California Regulatory System Analyzed

December 12, 2001

The California system held up by a consumer group as a model for auto insurance regulation in fact may have kept California consumers from enjoying billions of dollars in premium reductions over the past decade. That’s among the key findings of an analysis of California’s regulatory system by one of the country’s most respected insurance researchers.

“It is possible that California consumers would have saved in excess of $10 billion over the past decade if a competitive market had been permitted to function in the state,” instead of the choking regulations of Proposition 103, concluded David Appel, Ph.D., in his paper released Monday at the winter meeting of the National Association of Insurance Commissioners (NAIC).

Earlier this year, a report by the Consumer Federation of America (CFA) concluded that the state of California, under the provisions of 1988’s Proposition 103, should serve as a model for state insurance regulation.

At the request of the Alliance of American Insurers, the American Insurance Association (AIA), the National Association of Independent Insurers (NAII) and the National Association of Mutual Insurance Companies (NAMIC), Appel conducted a review of the CFA study.

In his study, Appel found that the political uncertainty imposed on the auto insurance rate approval system by Proposition 103 cost California auto insurance buyers between $8.6 billion and $13 billion.

“If Prop 103 increased insurers’ risk and therefore discouraged them from reducing premiums more in response to slower loss growth, the magnitude of these numbers suggests that the effects could have dwarfed the magnitude of any rate rollbacks” that were a direct result of Proposition 103, Appel noted.

Appel’s other principal conclusions were:

* CFA’s “regulatory standards of excellence” are inconsistent with a modern understanding of the role of regulation in a competitive market. In its paper, the CFA puts forth eight standards by which insurance regulation should be measured – so-called “standards of excellence.” While some of the standards are unassailable on their own merits (i.e. fair profits for insurers and fair treatment for consumers), as a whole they judge a state’s regulatory environment by the extent to which regulations suppress or stifle competition.

“The entire CFA paper is based on the philosophy that aggressive government intervention in the competitive economy is needed to achieve the CFA’s vision of appropriate ‘social’ goals,” Appel concluded. This view, he found, is archaic and has generally been abandoned over the past two decades in favor of a market-driven, pro- competition philosophy.

* CFA’s “objective analysis” of regulatory results lacks scientific rigor and is fatally flawed. CFA’s conclusions are based on the simplistic and inaccurate premise that since consumer expenditures – that is, total auto premiums paid — have decreased over roughly the same period that Proposition 103 has been in effect, then the measure must have been responsible for that decrease.
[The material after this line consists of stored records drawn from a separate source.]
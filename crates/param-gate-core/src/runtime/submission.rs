// crates/param-gate-core/src/runtime/submission.rs
// ============================================================================
// Module: Param Gate Submission Filter
// Description: Prunes a final value tree down to its visible fields.
// Purpose: Keep stale hidden or inactive-variant values out of execution.
// Dependencies: serde, serde_json, crate::{core, runtime}
// ============================================================================

//! ## Overview
//! Before a value tree becomes the input of an invocation, the submission
//! filter re-runs union and visibility resolution on it and keeps only the
//! values of visible fields. Values of hidden fields, of non-selected union
//! variants, and of keys the schema does not declare are dropped and
//! reported. Array values are kept or dropped whole.

// ============================================================================
// SECTION: Imports
// ============================================================================

use serde::Serialize;
use serde_json::Map;
use serde_json::Value;

use crate::core::FieldPath;
use crate::core::NodeKind;
use crate::core::ValueTree;
use crate::runtime::compiled::CompiledSchema;
use crate::runtime::visibility::resolve;

// ============================================================================
// SECTION: Options
// ============================================================================

/// Submission filter options.
#[derive(Debug, Clone, Copy, Default, PartialEq, Eq)]
pub struct SubmissionOptions {
    /// Fill absent values of visible leaf fields from their defaults.
    pub apply_defaults: bool,
}

// ============================================================================
// SECTION: Effective Submission
// ============================================================================

/// Value tree accepted for execution and what was removed from it.
#[derive(Debug, Clone, PartialEq, Serialize)]
pub struct EffectiveSubmission {
    /// Pruned values.
    pub values: Value,
    /// Dotted paths of input values that were dropped, sorted.
    pub dropped: Vec<String>,
    /// Dotted paths filled from defaults, in document order.
    pub defaulted: Vec<String>,
    /// Dotted paths of kept secret values, in document order.
    pub secret_paths: Vec<String>,
    /// Visible unions with no selected variant.
    pub incomplete_unions: Vec<FieldPath>,
}

impl EffectiveSubmission {
    /// Returns the pruned values as a value tree.
    #[must_use]
    pub fn value_tree(&self) -> ValueTree {
        ValueTree::new(self.values.clone())
    }
}

// ============================================================================
// SECTION: Filtering
// ============================================================================

/// Filters a final value tree against a compiled schema.
#[must_use]
pub fn filter_submission(
    schema: &CompiledSchema,
    values: &ValueTree,
    options: SubmissionOptions,
) -> EffectiveSubmission {
    let resolution = resolve(schema, values);
    let mut output = Map::new();
    let mut defaulted = Vec::new();
    let mut secret_paths = Vec::new();

    for entry in schema.walk() {
        if entry.address.is_root() || !resolution.visibility.is_visible(&entry.address) {
            continue;
        }
        let Some(segments) = entry.address.value_segments() else {
            continue;
        };
        let current = values.lookup(&segments);
        match &entry.node.kind {
            NodeKind::Object {
                ..
            }
            | NodeKind::DiscriminatedUnion {
                ..
            } => {
                if matches!(current, Some(Value::Object(_))) {
                    ensure_object(&mut output, &segments);
                }
            }
            kind => {
                if let Some(value) = current {
                    insert_at(&mut output, &segments, value.clone());
                } else if options.apply_defaults
                    && let Some(default) = &entry.node.default
                {
                    insert_at(&mut output, &segments, default.clone());
                    defaulted.push(segments.join("."));
                } else {
                    continue;
                }
                if kind.is_secret() {
                    secret_paths.push(segments.join("."));
                }
            }
        }
    }

    let output = Value::Object(output);
    let kept = ValueTree::new(output.clone());
    let mut dropped = Vec::new();
    collect_leaf_paths(values.as_value(), &mut Vec::new(), &mut |path| {
        if kept.lookup(path).is_none() {
            dropped.push(path.join("."));
        }
    });
    dropped.sort();

    EffectiveSubmission {
        values: output,
        dropped,
        defaulted,
        secret_paths,
        incomplete_unions: resolution.incomplete_unions().into_iter().cloned().collect(),
    }
}

// ============================================================================
// SECTION: Tree Helpers
// ============================================================================

/// Ensures an object exists at `segments`, creating parents as needed.
fn ensure_object<'a>(
    map: &'a mut Map<String, Value>,
    segments: &[String],
) -> Option<&'a mut Map<String, Value>> {
    let mut current = map;
    for segment in segments {
        let slot = current.entry(segment.clone()).or_insert_with(|| Value::Object(Map::new()));
        current = slot.as_object_mut()?;
    }
    Some(current)
}

/// Inserts a value at `segments`; conflicting shapes leave the tree unchanged.
fn insert_at(map: &mut Map<String, Value>, segments: &[String], value: Value) {
    let Some((last, parents)) = segments.split_last() else {
        return;
    };
    if let Some(parent) = ensure_object(map, parents) {
        parent.insert(last.clone(), value);
    }
}

/// Visits every leaf path of a value: non-object values and empty objects.
fn collect_leaf_paths<F>(value: &Value, prefix: &mut Vec<String>, visit: &mut F)
where
    F: FnMut(&[String]),
{
    match value {
        Value::Object(map) if !map.is_empty() => {
            for (key, child) in map {
                prefix.push(key.clone());
                collect_leaf_paths(child, prefix, visit);
                prefix.pop();
            }
        }
        _ => {
            if !prefix.is_empty() {
                visit(prefix);
            }
        }
    }
}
“The majority of the CFA’s claims are based on an incomplete grasp of relevant facts, if not their outright mischaracterization,” Appel noted. “The rest are undocumented assertions of cause-and-effect relationships, which amount to little more than claiming that all favorable changes since Proposition 103 are caused by Proposition 103. These claims fail to withstand close scrutiny.”

* A serious analysis of California insurance premiums indicates that Proposition 103 had no meaningful effect on auto insurance costs in California. The CFA paper ignores the fact that the primary determinant of insurance rates is the underlying cost of claims, Appel concluded. Over the last decade, all three branches of California government have implemented changes that have controlled what had been rapidly escalating costs.

Some of the examples cited by Appel include:

A reduction of the blood alcohol standard for driving under the influence (DUI) from .10 percent to .08 percent.

* A mandatory seatbelt law with primary enforcement.

* A near doubling in California Auto Assign Risk Plan (CAARP) rates and more stringent qualifying requirements for drivers in the Plan led to a 96 percent reduction in assigned risk policies.

* Legislators passed laws increasing penalties for uninsured drivers and voters passed an initiative limiting insurance recoveries by uninsured drivers, both in 1996.

* Implementation of substantial anti-fraud measures.

* The California Supreme Court’s Moradi-Shalal decision, which prohibited third-party lawsuits for insurer bad faith under the state’s Unfair Trade Practices Act.